“I know,” replied Emmeline.
Mrs. James’s baby, seen in the long ago, had risen up before their mind’s eyes, a messenger from the past to explain what the new thing was. Then she told him things—things that completely shattered the old “cabbage bed” theory, supplanting it with a truth far more wonderful, far more poetical, too, to he who can appreciate the marvel and the mystery of life.
“It has something funny tied on to it,” she went on, as if she were referring to a parcel she had just received.
“Let’s look,” said Dick.
“No,” she replied; “leave it alone.”
She sat rocking the thing gently, seeming oblivious to the whole world, and quite absorbed in it, as, indeed, was Dick. A physician would have shuddered, but, perhaps fortunately enough, there was no physician on the island. Only Nature, and she put everything to rights in her own time and way.
When Dick had sat marvelling long enough, he set to and lit the fire. He had eaten nothing since the day before, and he was nearly as exhausted as the girl. He cooked some breadfruit, there was some cold fish left over from the day before; this, with some bananas, he served up on two broad leaves, making Emmeline eat first.
Before they had finished, the creature in the bundle, as though it had smelt the food, began to scream. Emmeline drew the scarf aside. It looked hungry; its mouth would now be pinched up and now wide open, its eyes opened and closed. The girl touched it on the lips with her finger, and it seized upon her fingertip and sucked it. Her eyes filled with tears, she looked appealingly at Dick, who was on his knees; he took a banana, peeled it, broke off a bit and handed it to her. She approached it to the baby’s mouth. It tried to suck it, failed, blew bubbles at the sun and squalled.
“Wait a minute,” said Dick.
There were some green coconuts he had gathered the day before close by. He took one, removed the green husk, and opened one of the eyes, making an opening also in the opposite side of the shell. The unfortunate infant sucked ravenously at the nut, filled its stomach with the young coconut juice, vomited violently, and wailed. Emmeline in despair clasped it to her naked breast, wherefrom, in a moment, it was hanging like a leech. It knew more about babies than they did.
XIV
Hannah
At noon, in the shallows of the reef, under the burning sun, the water would be quite warm. They would carry the baby down here, and Emmeline would wash it with a bit of flannel. After a few days it scarcely ever screamed, even when she washed it.

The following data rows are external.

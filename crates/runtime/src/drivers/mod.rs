//! Host-side implementations of the command collaborators.
//!
//! Movement and combat are not simulated in depth: the drivers record what
//! the controller asked for and keep just enough state for the controller's
//! queries to be answered consistently.
mod combat;
mod movement;

pub use combat::CombatRecorder;
pub use movement::{MovementCommand, MovementRecorder};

It would lie on her knees during the process, striking valiantly out with its arms and legs, staring straight up at the sky. Then, when she turned it on its face, it would lay its head down and chuckle and blow bubbles at the coral of the reef, examining, apparently, the pattern of the coral with deep and philosophic attention.
Dick would sit by with his knees up to his chin, watching it all. He felt himself to be part proprietor in the thing—as indeed he was. The mystery of the affair still hung over them both. A week ago they two had been alone, and suddenly from nowhere this new individual had appeared.
It was so complete. It had hair on its head, tiny fingernails, and hands that would grasp you. It had a whole host of little ways of its own, and every day added to them.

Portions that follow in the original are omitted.